# I wont be defeated!



## Stitch147 (May 22, 2017)

I'm not sure if I am mad or just plain stupid!
But I have entered in to do the Moonwalk for 2018!!! I now have almost a year to train for it, including doing a couple of night walks in preparation so I don't konk out from exhaustion after 18.5 miles.
I wont let a challenge beat me again!!!


----------



## Northerner (May 22, 2017)

That's the spirit Stitch!  If at first...


----------



## Stitch147 (May 22, 2017)

We was at the Royal Albert Hall on Friday night for a concert, so I was showing Trev the spot outside where I collapsed!


----------



## grovesy (May 22, 2017)

Good luck.


----------



## Northerner (May 22, 2017)

Stitch147 said:


> We was at the Royal Albert Hall on Friday night for a concert, so I was showing Trev the spot outside where I collapsed!


Is there a blue plaque?


----------



## Stitch147 (May 22, 2017)

Northerner said:


> Is there a blue plaque?


Not yet!


----------



## Lindarose (May 22, 2017)

Good for you Stitch!
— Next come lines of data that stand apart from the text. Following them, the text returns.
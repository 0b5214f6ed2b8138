//! Section Router
//!
//! One visible content panel at a time; navigation swaps the active panel
//! and its title, and every navigation refetches (no caching).

/// The application shell's content panels.
#[derive(Debug, Clone, Copy, PartialEq, Eq)]
pub enum Section {
    Dashboard,
    Tasks,
    Sessions,
    Resources,
    Notes,
    Achievements,
    Logs,
}

impl Section {
    pub const ALL: [Section; 7] = [
        Section::Dashboard,
        Section::Tasks,
        Section::Sessions,
        Section::Resources,
        Section::Notes,
        Section::Achievements,
        Section::Logs,
    ];

    pub fn key(&self) -> &'static str {
        match self {
            Section::Dashboard => "dashboard",
            Section::Tasks => "tasks",
            Section::Sessions => "sessions",
            Section::Resources => "resources",
            Section::Notes => "notes",
            Section::Achievements => "achievements",
            Section::Logs => "logs",
        }
    }

    pub fn label(&self) -> &'static str {
        match self {
            Section::Dashboard => "Dashboard",
            Section::Tasks => "Tasks",
            Section::Sessions => "Sessions",
            Section::Resources => "Resources",
            Section::Notes => "Notes",
            Section::Achievements => "Achievements",
            Section::Logs => "Daily Logs",
        }
    }

    /// Unknown keys fall back to the dashboard, panel and title both.
    pub fn from_key(key: &str) -> Section {
        Section::ALL
            .into_iter()
            .find(|s| s.key() == key)
            .unwrap_or(Section::Dashboard)
    }
}

#[cfg(test)]
mod tests {
    use super::*;

    #[test]
    fn every_key_round_trips() {
        for section in Section::ALL {
            assert_eq!(Section::from_key(section.key()), section);
        }
    }

    #[test]
    fn unknown_key_falls_back_to_dashboard() {
        assert_eq!(Section::from_key("settings"), Section::Dashboard);
        assert_eq!(Section::from_key(""), Section::Dashboard);
    }

    #[test]
    fn logs_label_reads_daily_logs() {
        assert_eq!(Section::Logs.label(), "Daily Logs");
    }
}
Glad this year has only made you more determined


----------



## Stitch147 (May 22, 2017)

The theme for next years bra's is the wild west, so I'm already planning on doing a Woody from Toy Story theme on mine!


----------



## Steff (May 24, 2017)

Good luck Stitch


----------



## HOBIE (Jun 2, 2017)

Go for it Stitch !


----------